認知症と人権とは

認知症と人権とは、認知症の人を「判断できない人」「保護されるだけの人」と見なすのではなく、尊厳、自己決定、社会参加、地域生活を支えるべき権利の主体として捉える考え方です。認知症は医療や介護の課題であると同時に、本人の意思、財産、住まい、移動、就労、家族関係、地域での暮らしに関わる人権課題でもあります。

1.認知症と人権の意味

認知症になると、記憶、判断、見通しを立てる力、言葉で説明する力などに変化が生じることがあります。そのため、医療、介護、金融、交通、買い物、住まいの契約など、日常生活のさまざまな場面で支援が必要になる場合があります。

しかし、支援が必要であることは、本人の意思がないことを意味しません。認知症の人にも、どこで暮らしたいか、誰と会いたいか、どのような介護や医療を受けたいか、自分のお金をどう使いたいかについて、本人なりの希望や考えがあります。人権の問題として見る場合、まず確認すべきなのは、本人の意思をどのようにくみ取るかという点です。

認知症と人権をめぐっては、偏見や決めつけも大きな問題になります。「認知症だから分からない」「危ないから外に出さない」「家族が決めた方が早い」といった対応は、本人の安全を理由としていても、生活の自由や社会参加を狭めることがあります。本人の状態に応じて支援方法を工夫し、できる限り本人が選択に関わる形を整えることが基本になります。

2.制度・法律との関係

認知症と人権に関わる中心的な法律の一つが、「共生社会の実現を推進するための認知症基本法」です。同法は、認知症の人が尊厳を保持しつつ希望を持って暮らすことができるよう、認知症施策を総合的に進めることを目的としています。

認知症基本法は、認知症の人を基本的人権を持つ個人として扱い、本人が自らの意思によって日常生活・社会生活を営むことを基本理念に含めています。生活上の障壁を取り除くこと、社会参加の機会を確保すること、本人に直接関係する事項について意見を表明する機会を確保することも、認知症施策の基本に置かれています。

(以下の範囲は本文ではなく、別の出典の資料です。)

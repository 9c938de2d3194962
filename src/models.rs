use chrono::{DateTime, Utc};
use rust_decimal::Decimal;
use serde::{Deserialize, Serialize};
use utoipa::ToSchema;
use uuid::Uuid;

use crate::entity::{
    addresses, brands, cart_items, categories, order_items, orders, products, reviews, users,
    sea_orm_active_enums::{AddressType, OrderStatus},
    wishlist_items,
};

#[derive(Debug, Serialize, Deserialize, ToSchema)]
pub struct User {
    pub id: Uuid,
    pub email: String,
    pub name: String,
    pub phone: Option<String>,
    pub role: String,
    pub created_at: DateTime<Utc>,
}

#[derive(Debug, Clone, Serialize, Deserialize, ToSchema)]
pub struct Product {
    pub id: Uuid,
    pub name: String,
    pub slug: String,
    pub description: Option<String>,
    #[schema(value_type = String, example = "154.00")]
    pub price: Decimal,
    #[schema(value_type = Option<String>)]
    pub compare_price: Option<Decimal>,
    pub sku: Option<String>,
    pub stock: i32,
    pub images: Vec<String>,
    pub is_active: bool,
    pub is_featured: bool,
    pub category_id: Option<Uuid>,
    pub brand_id: Option<Uuid>,
    pub created_at: DateTime<Utc>,
    pub updated_at: DateTime<Utc>,
}

/// The slice of a product embedded in cart, wishlist and order lines.
#[derive(Debug, Clone, Serialize, Deserialize, ToSchema)]
pub struct ProductSummary {
    pub id: Uuid,
    pub name: String,
    pub slug: String,
    #[schema(value_type = String)]
    pub price: Decimal,
    pub stock: i32,
    pub images: Vec<String>,
}

#[derive(Debug, Serialize, Deserialize, ToSchema)]
pub struct Category {
    pub id: Uuid,
    pub name: String,
    pub slug: String,
    pub description: Option<String>,
    pub parent_id: Option<Uuid>,
}

#[derive(Debug, Serialize, Deserialize, ToSchema)]
pub struct Brand {
    pub id: Uuid,
    pub name: String,
    pub description: Option<String>,
}

#[derive(Debug, Serialize, Deserialize, ToSchema)]
pub struct CartItem {
    pub id: Uuid,
    pub product_id: Uuid,
    pub user_id: Uuid,
    pub quantity: i32,
    pub created_at: DateTime<Utc>,
    pub updated_at: DateTime<Utc>,
}

#[derive(Debug, Clone, Serialize, Deserialize, ToSchema)]
pub struct Address {
    pub id: Uuid,
    pub address_type: AddressType,
    pub first_name: String,
    pub last_name: String,
    pub company: Option<String>,
    pub address1: String,
    pub address2: Option<String>,
    pub city: String,
    pub state: String,
    pub postal_code: String,
    pub country: String,
    pub phone: Option<String>,
    pub is_default: bool,
    pub created_at: DateTime<Utc>,
}

#[derive(Debug, Clone, Serialize, Deserialize, ToSchema)]
pub struct Order {
    pub id: Uuid,
    pub user_id: Uuid,
    pub order_number: String,
    pub status: OrderStatus,
    #[schema(value_type = String)]
    pub subtotal: Decimal,
    #[schema(value_type = String)]
    pub tax: Decimal,
    #[schema(value_type = String)]
    pub shipping: Decimal,
    #[schema(value_type = String)]
    pub total: Decimal,
    pub shipping_address_id: Uuid,
    pub billing_address_id: Uuid,
    pub created_at: DateTime<Utc>,
    pub updated_at: DateTime<Utc>,
}

#[derive(Debug, Clone, Serialize, Deserialize, ToSchema)]
pub struct OrderItem {
    pub id: Uuid,
    pub order_id: Uuid,
    pub product_id: Uuid,
    pub quantity: i32,
    #[schema(value_type = String)]
    pub price: Decimal,
    #[schema(value_type = String)]
    pub total: Decimal,
    pub created_at: DateTime<Utc>,
}

#[derive(Debug, Serialize, Deserialize, ToSchema)]
pub struct Review {
    pub id: Uuid,
    pub user_id: Uuid,
    pub product_id: Uuid,
    pub rating: i32,
    pub title: String,
    pub comment: Option<String>,
    pub is_verified: bool,
    pub created_at: DateTime<Utc>,
}

#[derive(Debug, Serialize, Deserialize, ToSchema)]
pub struct WishlistItem {
    pub id: Uuid,
    pub user_id: Uuid,
    pub product_id: Uuid,
    pub created_at: DateTime<Utc>,
}

/// Stored image lists are JSON arrays; anything else reads as no images.
fn image_list(value: serde_json::Value) -> Vec<String> {
    serde_json::from_value(value).unwrap_or_default()
}

impl From<users::Model> for User {
    fn from(model: users::Model) -> Self {
        Self {
            id: model.id,
            email: model.email,
            name: model.name,
            phone: model.phone,
            role: model.role,
            created_at: model.created_at.with_timezone(&Utc),
        }
    }
}

impl From<products::Model> for Product {
    fn from(model: products::Model) -> Self {
        Self {
            id: model.id,
            name: model.name,
            slug: model.slug,
            description: model.description,
            price: model.price,
            compare_price: model.compare_price,
            sku: model.sku,
            stock: model.stock,
            images: image_list(model.images),
            is_active: model.is_active,
            is_featured: model.is_featured,
            category_id: model.category_id,
            brand_id: model.brand_id,
            created_at: model.created_at.with_timezone(&Utc),
            updated_at: model.updated_at.with_timezone(&Utc),
        }
    }
}

impl From<products::Model> for ProductSummary {
    fn from(model: products::Model) -> Self {
        Self {
            id: model.id,
            name: model.name,
            slug: model.slug,
            price: model.price,
            stock: model.stock,
            images: image_list(model.images),
        }
    }
}

impl From<categories::Model> for Category {
    fn from(model: categories::Model) -> Self {
        Self {
            id: model.id,
            name: model.name,
            slug: model.slug,
            description: model.description,
            parent_id: model.parent_id,
        }
    }
}

impl From<brands::Model> for Brand {
    fn from(model: brands::Model) -> Self {
        Self {
            id: model.id,
            name: model.name,
            description: model.description,
        }
    }
}

impl From<cart_items::Model> for CartItem {
    fn from(model: cart_items::Model) -> Self {
        Self {
            id: model.id,
            product_id: model.product_id,
            user_id: model.user_id,
            quantity: model.quantity,
            created_at: model.created_at.with_timezone(&Utc),
            updated_at: model.updated_at.with_timezone(&Utc),
        }
    }
}

impl From<addresses::Model> for Address {
    fn from(model: addresses::Model) -> Self {
        Self {
            id: model.id,
            address_type: model.address_type,
            first_name: model.first_name,
            last_name: model.last_name,
            company: model.company,
            address1: model.address1,
            address2: model.address2,
            city: model.city,
            state: model.state,
            postal_code: model.postal_code,
            country: model.country,
            phone: model.phone,
            is_default: model.is_default,
            created_at: model.created_at.with_timezone(&Utc),
        }
    }
}

impl From<orders::Model> for Order {
    fn from(model: orders::Model) -> Self {
        Self {
            id: model.id,
            user_id: model.user_id,
            order_number: model.order_number,
            status: model.status,
            subtotal: model.subtotal,
            tax: model.tax,
            shipping: model.shipping,
            total: model.total,
            shipping_address_id: model.shipping_address_id,
            billing_address_id: model.billing_address_id,
            created_at: model.created_at.with_timezone(&Utc),
            updated_at: model.updated_at.with_timezone(&Utc),
        }
    }
}

impl From<order_items::Model> for OrderItem {
    fn from(model: order_items::Model) -> Self {
        Self {
            id: model.id,
            order_id: model.order_id,
            product_id: model.product_id,
            quantity: model.quantity,
            price: model.price,
            total: model.total,
            created_at: model.created_at.with_timezone(&Utc),
        }
    }
}

impl From<reviews::Model> for Review {
    fn from(model: reviews::Model) -> Self {
        Self {
            id: model.id,
            user_id: model.user_id,
            product_id: model.product_id,
            rating: model.rating,
            title: model.title,
            comment: model.comment,
            is_verified: model.is_verified,
            created_at: model.created_at.with_timezone(&Utc),
        }
    }
}

impl From<wishlist_items::Model> for WishlistItem {
    fn from(model: wishlist_items::Model) -> Self {
        Self {
            id: model.id,
            user_id: model.user_id,
            product_id: model.product_id,
            created_at: model.created_at.with_timezone(&Utc),
        }
    }
}

#[cfg(test)]
mod tests {
    use super::image_list;

    #[test]
    fn image_list_tolerates_non_array_json() {
        assert_eq!(
            image_list(serde_json::json!(["a.png", "b.png"])),
            vec!["a.png".to_string(), "b.png".to_string()]
        );
        assert!(image_list(serde_json::json!({"url": "a.png"})).is_empty());
        assert!(image_list(serde_json::Value::Null).is_empty());
    }
}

成年後見制度、介護保険制度、高齢者虐待防止法、意思決定支援の仕組みも、認知症と人権に関係します。財産管理や契約に支援が必要な場合には成年後見制度が関わることがありますが、その場合でも、本人の意思を無視してよいわけではありません。介護サービスの利用や施設入所、医療の選択、金銭管理などでは、本人の意思を確認しながら支援する姿勢が必要になります。

3.人権上の論点

認知症と人権の中心的な論点は、本人保護と自己決定の関係です。認知症の人には、悪質商法、財産搾取、虐待、事故、孤立などから守られる必要があります。一方で、保護を理由に本人の行動を広く制限すれば、外出、買い物、交友、地域活動、金銭の使用、住まいの選択が本人から奪われることになります。

特に注意が必要なのは、家族や支援者の都合が本人の意思に置き換わる場面です。介護負担を軽くするための施設入所、財産管理を簡単にするための金銭制限、事故を避けるための外出制限などは、現実には必要な調整を含むことがあります。ただし、その判断が本人の生活を大きく変える場合、本人の意思、過去の生活歴、価値観、安心できる環境を確認しないまま進めることは、人権上の問題を生みます。

地域生活の継続も重要な論点です。認知症の人が住み慣れた地域で暮らすには、医療・介護サービスだけでなく、交通、金融機関、店舗、地域活動、近隣住民の理解が関わります。市町村、地域包括支援センター、医療機関、介護事業者、成年後見関係者、地域の事業者が、本人の意思を確認しながら支援を組み立てることで、認知症の人を地域から切り離さない対応につながります。